Analysis: North Korea solution not obvious

By SONIA KOLESNIKOV, UPI Correspondent   |   June 1, 2003 at 6:03 AM

SINGAPORE, June 1 (UPI) -- Over the weekend, defense ministers from around the world and specifically Asia pondered the North Korean nuclear issue and what could be done to resolve the current crisis.

But while everybody agreed a nuclear North Korea was "unacceptable," as put by Australian Minister for Defence Robert Hill, there was no clear consensus on a solution,

While U.S. Deputy Defense Secretary Paul Wolfowitz described North Korea's nuclear weapons program as the biggest threat to regional security, France Defense Minister Michele Alliot-Marie, not always in agreement with the United States nowadays, noted "the situation there is very serious."

At the end of last year, North Korea acknowledged it is conducting a nuclear program using enriched uranium and then announced its withdrawal from the Treaty on the non-proliferation of nuclear weapons. These developments have been accompanied by escalatory statements, a provocative cruise missile test and the interception of a U.S. reconnaissance aircraft in international airspace.

"Developments there are very disturbing," Hill echoed, adding "whatever the explanation, North Korea's decision to reactivate its nuclear program and withdraw from the NPT (Nuclear Non-Proliferation Treaty) is clearly unacceptable."

Even Japanese Defense Minister Shigeru Ishiba raised concerns and warned that "further escalation of the situation by North Korea would require tougher measures."

Yes, but which ones?

When it comes down to a solution to the nuclear stand-off, there are many different proposals, but so far no clear solutions, though one consensus is emerging: a solution will have to come from a multilateral approach.

Speaking on the sideline of a security summit organized by the International Institute for Strategic Studies, Wolfowitz called for a "firm, common, multilateral position" among the United States, South Korea, Japan, China and Russia.

"We are working with Japan and South Korea, our northeast Asia allies, as well as Russia and China to develop a common approach in North Korea to persuade them the course they are going down is a blind alley," Wolfowitz said, adding a consensus was beginning to build that "it's the only way we will be able to resolve this problem peacefully ... by carefully managing a multilateral approach to Pyongyang."

Hill added "all the evidence is that only concerted pressure has any prospect of influencing North Korea's behavior."

"We look to North Korea's North Asian neighors in particular to continue their efforts to convince North Korea to change course and welcome the efforts of Japan, China and South Korea in this regard," Hill said.

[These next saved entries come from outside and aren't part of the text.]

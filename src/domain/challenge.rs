//! Weekly challenges tied to strengths

use crate::domain::Strength;
use chrono::{DateTime, Duration, Utc};
use uuid::Uuid;

/// A time-boxed suggested action
#[derive(Debug, Clone, PartialEq, Eq)]
pub struct Challenge {
    pub id: String,
    /// Not checked against the strength list; may dangle
    pub strength_id: String,
    pub description: String,
    pub completed: bool,
    pub due: DateTime<Utc>,
}

#[derive(Debug, Clone, Default)]
pub struct ChallengeInput {
    pub strength_id: String,
    pub description: String,
}

impl ChallengeInput {
    pub fn new(strength_id: impl Into<String>, description: impl Into<String>) -> Self {
        ChallengeInput {
            strength_id: strength_id.into(),
            description: description.into(),
        }
    }
}

impl Challenge {
    pub fn new(input: ChallengeInput, now: DateTime<Utc>, window: Duration) -> Self {
        Challenge {
            id: Uuid::new_v4().to_string(),
            strength_id: input.strength_id,
            description: input.description,
            completed: false,
            due: now + window,
        }
    }

    pub fn is_overdue(&self, now: DateTime<Utc>) -> bool {
        !self.completed && now > self.due
    }
}

/// Build one challenge per strength, seeded from its first activity.
pub fn generate_weekly(
    strengths: &[Strength],
    now: DateTime<Utc>,
    window: Duration,
) -> Vec<Challenge> {
    strengths
        .iter()
        .map(|strength| {
            let description = match strength.activities.first() {
                Some(activity) => {
                    format!("Practice {} this week: {}", strength.name, activity)
                }
                None => format!("Practice {} this week", strength.name),
            };
            Challenge::new(
                ChallengeInput::new(strength.id.clone(), description),
                now,
                window,
            )
        })
        .collect()
}
//! Image references
//!
//! Images are never read or stored. An upload only mints a session-local
//! `blob:` reference naming the picked file.

use serde::{Deserialize, Serialize};
use std::fmt;
use std::path::Path;
use uuid::Uuid;

#[derive(Debug, Clone, PartialEq, Eq, Serialize, Deserialize)]
#[serde(transparent)]
pub struct ImageRef(String);

impl ImageRef {
    pub fn new(reference: impl Into<String>) -> Self {
        ImageRef(reference.into())
    }

    /// Create a session-local reference for a picked file
    pub fn upload(path: &Path) -> Self {
        let name = path
            .file_name()
            .and_then(|s| s.to_str())
            .unwrap_or("image");
        ImageRef(format!("blob:session/{}/{}", Uuid::new_v4(), name))
    }

    pub fn as_str(&self) -> &str {
        &self.0
    }

    pub fn is_session_local(&self) -> bool {
        self.0.starts_with("blob:")
    }
}

impl fmt::Display for ImageRef {
    fn fmt(&self, f: &mut fmt::Formatter<'_>) -> fmt::Result {
        f.write_str(&self.0)
    }
}
//! Interactive session
//!
//! Reads one command per line, applies it to a single in-memory store and
//! prints the result. A failing command is reported on the error stream and
//! the session carries on.

use crate::application::{
    edit_moment, edit_value, finish_reflection, start_reflection, MomentPatch, ValuePatch,
};
use crate::cli::commands::{
    split_line, ChallengeAction, MomentAction, ReflectAction, SessionCommand, SessionLine,
    StrengthAction, ValueAction,
};
use crate::cli::output::{
    format_challenge_list, format_insight, format_moment_detail, format_moment_list,
    format_notice, format_prompt_list, format_strength_detail, format_strength_list,
    format_value_detail, format_value_list, format_wizard,
};
use crate::domain::{
    ChallengeInput, ImageRef, MomentInput, Mood, ReflectionWizard, StrengthInput, ValueFilter,
    ValueInput,
};
use crate::error::{JournalError, Result};
use crate::infrastructure::EntityStore;
use clap::error::ErrorKind;
use clap::Parser;
use std::io::{BufRead, Write};

/// Result of one session line
#[derive(Debug, Default, PartialEq, Eq)]
pub struct Reply {
    pub output: String,
    pub quit: bool,
}

impl Reply {
    fn text(output: impl Into<String>) -> Self {
        Reply {
            output: output.into(),
            quit: false,
        }
    }
}

#[derive(Debug)]
pub struct Session {
    store: EntityStore,
    reflection: Option<ReflectionWizard>,
}

impl Session {
    pub fn new(store: EntityStore) -> Self {
        Session {
            store,
            reflection: None,
        }
    }

    pub fn store(&self) -> &EntityStore {
        &self.store
    }

    pub fn reflection(&self) -> Option<&ReflectionWizard> {
        self.reflection.as_ref()
    }

    /// Run until `quit` or end of input
    pub fn run<R: BufRead, W: Write, E: Write>(
        &mut self,
        input: R,
        out: &mut W,
        err: &mut E,
    ) -> Result<()> {
        for line in input.lines() {
            let line = line?;
            let trimmed = line.trim();
            if trimmed.is_empty() || trimmed.starts_with('#') {
                continue;
            }

            match self.handle_line(trimmed) {
                Ok(reply) => {
                    write!(out, "{}", ensure_newline(&reply.output))?;
                    for notice in self.store.take_notices() {
                        write!(out, "{}", format_notice(&notice))?;
                    }
                    if reply.quit {
                        break;
                    }
                }
                Err(e) => {
                    writeln!(err, "Error: {}", e.display_with_suggestions())?;
                }
            }
        }
        out.flush()?;
        Ok(())
    }

    /// Parse and execute one line
    pub fn handle_line(&mut self, line: &str) -> Result<Reply> {
        let words = split_line(line)?;
        let parsed = match SessionLine::try_parse_from(words) {
            Ok(parsed) => parsed,
            Err(e) => match e.kind() {
                ErrorKind::DisplayHelp | ErrorKind::DisplayHelpOnMissingArgumentOrSubcommand => {
                    return Ok(Reply::text(e.to_string()));
                }
                _ => return Err(JournalError::Command(e.to_string().trim_end().to_string())),
            },
        };

        let reply = self.execute(parsed.command)?;
        let generated = self.store.ensure_weekly_challenges();
        if generated > 0 {
            tracing::debug!(generated, "challenge list refilled");
        }
        Ok(reply)
    }

    pub fn execute(&mut self, command: SessionCommand) -> Result<Reply> {
        match command {
            SessionCommand::Moments => Ok(Reply::text(format_moment_list(self.store.moments()))),
            SessionCommand::Moment { action } => self.moment(action),
            SessionCommand::Values { search, category } => {
                let filter = match category {
                    Some(category) => ValueFilter::new(search).with_category(category),
                    None => ValueFilter::new(search),
                };
                let values = filter.apply(self.store.values());
                Ok(Reply::text(format_value_list(&values)))
            }
            SessionCommand::Value { action } => self.value(action),
            SessionCommand::Strengths => {
                Ok(Reply::text(format_strength_list(self.store.strengths())))
            }
            SessionCommand::Strength { action } => self.strength(action),
            SessionCommand::Challenges => Ok(Reply::text(format_challenge_list(
                &self.store.active_challenges(),
                self.store.now(),
            ))),
            SessionCommand::Challenge { action } => self.challenge(action),
            SessionCommand::Prompts { kind } => {
                Ok(Reply::text(format_prompt_list(&self.store.prompts(kind))))
            }
            SessionCommand::Reflect { action } => self.reflect(action),
            SessionCommand::Quit => Ok(Reply {
                output: String::new(),
                quit: true,
            }),
        }
    }

    fn moment(&mut self, action: MomentAction) -> Result<Reply> {
        match action {
            MomentAction::Show { id } => {
                let moment = self
                    .store
                    .moment(&id)
                    .ok_or_else(|| JournalError::MomentNotFound(id.clone()))?;
                let links = self.store.moment_links(&id)?;
                Ok(Reply::text(format_moment_detail(moment, &links)))
            }
            MomentAction::Add {
                title,
                description,
                reflection,
                image,
                values,
                strengths,
                mood,
            } => {
                let input = MomentInput {
                    title,
                    description,
                    reflection,
                    image: image.as_deref().map(ImageRef::upload),
                    values,
                    strengths,
                    mood: mood.map(Mood::new).transpose()?,
                };
                let moment = self.store.add_or_edit_moment(input, None)?;
                Ok(Reply::text(format!("{}\n", moment.id)))
            }
            MomentAction::Edit {
                id,
                title,
                description,
                reflection,
                image,
                values,
                strengths,
                mood,
            } => {
                let patch = MomentPatch {
                    title,
                    description,
                    reflection,
                    image: image.as_deref().map(ImageRef::upload),
                    values: non_empty(values),
                    strengths: non_empty(strengths),
                    mood: mood.map(Mood::new).transpose()?,
                };
                let id = edit_moment(&mut self.store, &id, patch)?;
                Ok(Reply::text(format!("{}\n", id)))
            }
        }
    }

    fn value(&mut self, action: ValueAction) -> Result<Reply> {
        match action {
            ValueAction::Show { id } => {
                let value = self
                    .store
                    .value(&id)
                    .ok_or_else(|| JournalError::ValueNotFound(id.clone()))?;
                Ok(Reply::text(format_value_detail(value)))
            }
            ValueAction::Add {
                name,
                description,
                category,
                icon,
                color,
                image,
            } => {
                let input = ValueInput {
                    image: image.as_deref().map(ImageRef::upload),
                    category,
                    icon,
                    color,
                    ..ValueInput::new(name, description)
                };
                let value = self.store.add_or_edit_value(input, None)?;
                Ok(Reply::text(format!("{}\n", value.id)))
            }
            ValueAction::Edit {
                id,
                name,
                description,
                category,
                icon,
                color,
                image,
            } => {
                let patch = ValuePatch {
                    name,
                    description,
                    image: image.as_deref().map(ImageRef::upload),
                    category,
                    color,
                    icon,
                };
                let id = edit_value(&mut self.store, &id, patch)?;
                Ok(Reply::text(format!("{}\n", id)))
            }
            ValueAction::Image { id, path } => {
                if self.store.update_value_image(&id, ImageRef::upload(&path)) {
                    Ok(Reply::text(format!("Image updated for value {}\n", id)))
                } else {
                    Ok(Reply::text(format!("No value with id {}; nothing changed\n", id)))
                }
            }
        }
    }

    fn strength(&mut self, action: StrengthAction) -> Result<Reply> {
        match action {
            StrengthAction::Show { id } => {
                let strength = self
                    .store
                    .strength(&id)
                    .ok_or_else(|| JournalError::StrengthNotFound(id.clone()))?;
                Ok(Reply::text(format_strength_detail(strength)))
            }
            StrengthAction::Add { name, description } => {
                let strength = self
                    .store
                    .add_new_strength(StrengthInput::new(name, description));
                Ok(Reply::text(format!("{}\n", strength.id)))
            }
        }
    }

    fn challenge(&mut self, action: ChallengeAction) -> Result<Reply> {
        match action {
            ChallengeAction::Add {
                strength,
                description,
            } => {
                let challenge = self
                    .store
                    .add_new_challenge(ChallengeInput::new(strength, description));
                Ok(Reply::text(format!("{}\n", challenge.id)))
            }
            ChallengeAction::Toggle { id } => {
                let Some(completed) = self.store.toggle_challenge_completion(&id) else {
                    return Ok(Reply::text(format!(
                        "No challenge with id {}; nothing changed\n",
                        id
                    )));
                };
                let description = self
                    .store
                    .challenge(&id)
                    .map(|c| c.description.as_str())
                    .unwrap_or_default();
                let state = if completed { "Completed" } else { "Reopened" };
                Ok(Reply::text(format!("{}: {}\n", state, description)))
            }
        }
    }

    fn reflect(&mut self, action: ReflectAction) -> Result<Reply> {
        match action {
            ReflectAction::Start { strength_id } => {
                let wizard = start_reflection(&self.store, &strength_id)?;
                let output = format_wizard(&wizard);
                self.reflection = Some(wizard);
                Ok(Reply::text(output))
            }
            ReflectAction::Cancel => match self.reflection.take() {
                Some(_) => Ok(Reply::text("Reflection discarded\n")),
                None => Ok(Reply::text("No reflection in progress\n")),
            },
            ReflectAction::Answer { text } => {
                let wizard = active(&mut self.reflection)?;
                wizard.answer(text.join(" "));
                Ok(Reply::text(format_wizard(wizard)))
            }
            ReflectAction::Next => {
                let wizard = active(&mut self.reflection)?;
                if !wizard.next() {
                    return Err(JournalError::Wizard(
                        "already on the last step; use 'reflect finish'".to_string(),
                    ));
                }
                Ok(Reply::text(format_wizard(wizard)))
            }
            ReflectAction::Prev => {
                let wizard = active(&mut self.reflection)?;
                if !wizard.previous() {
                    return Err(JournalError::Wizard("already on the first step".to_string()));
                }
                Ok(Reply::text(format_wizard(wizard)))
            }
            ReflectAction::Status => Ok(Reply::text(format_wizard(active(&mut self.reflection)?))),
            ReflectAction::Finish => {
                let insight = finish_reflection(&mut self.store, active(&mut self.reflection)?)?;
                self.reflection = None;
                Ok(Reply::text(format_insight(&insight)))
            }
        }
    }
}

fn active(reflection: &mut Option<ReflectionWizard>) -> Result<&mut ReflectionWizard> {
    reflection.as_mut().ok_or_else(|| {
        JournalError::Wizard(
            "no reflection in progress; start one with 'reflect start <STRENGTH_ID>'".to_string(),
        )
    })
}

fn non_empty(ids: Vec<String>) -> Option<Vec<String>> {
    if ids.is_empty() {
        None
    } else {
        Some(ids)
    }
}

fn ensure_newline(text: &str) -> String {
    if text.is_empty() || text.ends_with('\n') {
        text.to_string()
    } else {
        format!("{}\n", text)
    }
}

Last week, U.S. President George W. Bush and Japanese Prime Minister Koizumi agreed that continuation of the multilateral talks including Japan and South Korea was important. "At the same time, however, in my opinion, peaceful solution of the issue requires dialogue and pressure, and the U.S. position that all options should be on the table is an understandable one," Ishiba told delegates at the conference.

So far, the United Nations Security Council has not made any statement on the North Korea's nuclear issue, although a number of countries (France, U.S. and U.K.) would like to see it take a very strong position on North Korea and at least condemn the violation of North Korea's its treaty commitments.

"But Russia and China opposed the council taking a strong position because they fear it would be provocative and North Korea would respond in an inflammatory way, making it more difficult for the talks currently under way to make any progress," pointed Gary Samore, director of Studies at the ISSS.

Samore believed there is a general appreciation that "all of the options available have some pretty serious downside."

"This is not a situation where there is an obvious solution, which is easily grasped by everybody. Most people accept that the use of military forces is very unattractive, and there is a general acceptance that it would be counterproductive to succumb to North Korea's blackmail of bribing it," noted Samore.

Indeed, Wolfowitz admitted Saturday that neither military action nor "large scale bribery" would solve the issue.

Wolfowitz hinted North Korea's neighbors should use economic pressures on the country, pointing that at the opposite of Saddam Hussain's regime which was floating "on a sea of oil," North Korea "is teetering on the edge of economic collapse."

But this solution is unlikely to be accepted by either China or South Korea.

"They are very concerned that policy sanctions would be very dangerous and could either cause North Korea to react in a very negative way, perhaps even a violent way, or it could cause North Korea to collapse, which from Seoul and Beijing's standpoint could be very destabilizing and very costly," Samore said.

Japan appears closer to the United Statets in term of using some instruments of pressure, like trying to cut off North Korea's drug trade. "I think the problem should be tackled by the entire international community by further strengthening policing of such illegal activities," said Ishiba.

One option is the negotiation of a new agreement that would reframe the agreement that has now collapsed. This is an option that has "many attractive elements," but it would be a very difficult feat to achieve with the North Koreans, Samore said.